=== Begin Enclosure ===

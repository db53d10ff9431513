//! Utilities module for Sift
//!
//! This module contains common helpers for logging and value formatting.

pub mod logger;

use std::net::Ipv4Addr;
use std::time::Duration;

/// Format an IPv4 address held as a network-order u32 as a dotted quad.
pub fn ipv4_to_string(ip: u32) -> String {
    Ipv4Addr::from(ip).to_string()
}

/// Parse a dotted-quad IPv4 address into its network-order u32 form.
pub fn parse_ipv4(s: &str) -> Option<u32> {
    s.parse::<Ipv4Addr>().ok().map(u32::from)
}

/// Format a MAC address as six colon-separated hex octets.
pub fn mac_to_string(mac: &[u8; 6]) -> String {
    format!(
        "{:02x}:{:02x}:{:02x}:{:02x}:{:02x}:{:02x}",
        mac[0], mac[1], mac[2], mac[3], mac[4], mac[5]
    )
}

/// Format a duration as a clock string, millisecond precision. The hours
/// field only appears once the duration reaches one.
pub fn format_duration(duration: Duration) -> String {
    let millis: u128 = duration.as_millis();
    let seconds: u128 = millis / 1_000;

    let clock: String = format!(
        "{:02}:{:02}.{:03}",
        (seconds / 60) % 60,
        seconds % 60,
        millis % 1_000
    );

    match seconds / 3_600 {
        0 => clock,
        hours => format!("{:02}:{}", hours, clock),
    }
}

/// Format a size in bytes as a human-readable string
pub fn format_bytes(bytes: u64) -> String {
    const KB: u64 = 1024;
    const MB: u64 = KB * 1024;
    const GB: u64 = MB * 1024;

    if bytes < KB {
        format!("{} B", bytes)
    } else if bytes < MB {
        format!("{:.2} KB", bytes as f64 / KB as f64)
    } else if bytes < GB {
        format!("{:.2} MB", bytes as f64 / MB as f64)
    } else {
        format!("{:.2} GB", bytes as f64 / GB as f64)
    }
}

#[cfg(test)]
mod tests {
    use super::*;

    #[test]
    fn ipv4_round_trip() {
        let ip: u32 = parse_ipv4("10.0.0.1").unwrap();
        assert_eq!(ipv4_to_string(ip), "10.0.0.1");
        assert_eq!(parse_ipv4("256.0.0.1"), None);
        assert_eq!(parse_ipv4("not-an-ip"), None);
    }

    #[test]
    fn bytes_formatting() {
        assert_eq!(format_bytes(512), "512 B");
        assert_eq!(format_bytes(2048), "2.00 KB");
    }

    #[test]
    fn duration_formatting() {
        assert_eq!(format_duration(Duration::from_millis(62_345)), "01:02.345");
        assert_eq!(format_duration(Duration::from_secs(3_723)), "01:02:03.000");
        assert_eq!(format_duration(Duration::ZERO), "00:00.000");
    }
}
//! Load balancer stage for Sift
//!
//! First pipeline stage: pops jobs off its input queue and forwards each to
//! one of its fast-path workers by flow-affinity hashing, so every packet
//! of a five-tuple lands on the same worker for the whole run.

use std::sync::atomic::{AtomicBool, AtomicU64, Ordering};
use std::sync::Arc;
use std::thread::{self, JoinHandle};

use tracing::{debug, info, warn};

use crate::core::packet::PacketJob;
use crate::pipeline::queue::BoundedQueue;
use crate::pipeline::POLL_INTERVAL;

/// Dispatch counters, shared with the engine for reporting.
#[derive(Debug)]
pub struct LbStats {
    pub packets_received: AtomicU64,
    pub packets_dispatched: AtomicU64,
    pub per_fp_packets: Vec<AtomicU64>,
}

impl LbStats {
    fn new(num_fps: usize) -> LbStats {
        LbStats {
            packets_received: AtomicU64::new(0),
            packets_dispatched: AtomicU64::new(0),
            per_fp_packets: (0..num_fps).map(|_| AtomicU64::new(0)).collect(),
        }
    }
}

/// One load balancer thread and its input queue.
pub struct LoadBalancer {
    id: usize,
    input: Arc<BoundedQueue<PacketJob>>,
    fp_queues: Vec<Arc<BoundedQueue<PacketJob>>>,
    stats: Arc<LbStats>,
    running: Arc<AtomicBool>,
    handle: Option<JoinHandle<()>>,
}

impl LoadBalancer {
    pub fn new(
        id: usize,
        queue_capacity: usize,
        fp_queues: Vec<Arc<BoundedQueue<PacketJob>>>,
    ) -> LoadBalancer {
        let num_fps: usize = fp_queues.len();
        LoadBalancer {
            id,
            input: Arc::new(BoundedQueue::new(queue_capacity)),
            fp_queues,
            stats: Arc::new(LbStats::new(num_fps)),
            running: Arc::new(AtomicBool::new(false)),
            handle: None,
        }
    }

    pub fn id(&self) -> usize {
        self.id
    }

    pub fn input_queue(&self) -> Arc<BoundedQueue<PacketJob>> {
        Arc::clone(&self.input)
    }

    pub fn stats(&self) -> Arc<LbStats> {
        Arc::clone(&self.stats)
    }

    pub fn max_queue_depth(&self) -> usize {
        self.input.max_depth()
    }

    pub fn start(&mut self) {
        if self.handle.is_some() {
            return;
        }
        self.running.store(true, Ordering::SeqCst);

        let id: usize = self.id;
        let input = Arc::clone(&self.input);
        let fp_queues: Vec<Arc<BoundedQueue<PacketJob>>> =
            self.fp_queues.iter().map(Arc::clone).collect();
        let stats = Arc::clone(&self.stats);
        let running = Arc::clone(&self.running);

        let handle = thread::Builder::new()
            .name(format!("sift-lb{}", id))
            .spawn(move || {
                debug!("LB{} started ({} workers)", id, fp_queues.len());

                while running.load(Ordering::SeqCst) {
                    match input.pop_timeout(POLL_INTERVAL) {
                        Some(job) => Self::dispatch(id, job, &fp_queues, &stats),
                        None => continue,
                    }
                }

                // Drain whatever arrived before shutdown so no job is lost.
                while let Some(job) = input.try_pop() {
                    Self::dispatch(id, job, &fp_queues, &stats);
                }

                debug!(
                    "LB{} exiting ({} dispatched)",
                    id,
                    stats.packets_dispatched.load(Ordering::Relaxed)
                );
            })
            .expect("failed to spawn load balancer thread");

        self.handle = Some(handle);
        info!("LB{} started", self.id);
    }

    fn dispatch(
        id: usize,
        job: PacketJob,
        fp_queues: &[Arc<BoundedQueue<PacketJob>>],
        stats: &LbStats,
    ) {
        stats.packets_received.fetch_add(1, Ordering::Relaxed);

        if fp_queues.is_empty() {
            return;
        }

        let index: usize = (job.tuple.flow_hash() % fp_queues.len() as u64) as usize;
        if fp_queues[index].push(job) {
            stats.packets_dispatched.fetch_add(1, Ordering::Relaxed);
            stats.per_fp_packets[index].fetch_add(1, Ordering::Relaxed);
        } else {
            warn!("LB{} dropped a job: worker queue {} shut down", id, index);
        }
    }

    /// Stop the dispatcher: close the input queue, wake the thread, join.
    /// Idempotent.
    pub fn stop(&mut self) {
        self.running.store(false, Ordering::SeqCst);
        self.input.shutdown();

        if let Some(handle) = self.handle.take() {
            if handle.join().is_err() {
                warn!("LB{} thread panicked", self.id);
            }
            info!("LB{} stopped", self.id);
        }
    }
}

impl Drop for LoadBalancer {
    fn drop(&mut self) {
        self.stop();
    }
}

=== End Enclosure ===

◆ WORK TO COMPLETE: Your reply must consist of a number alone: the count of lines in the listing that contain the string "tuple".

◆ WRITTEN SOLUTION: 2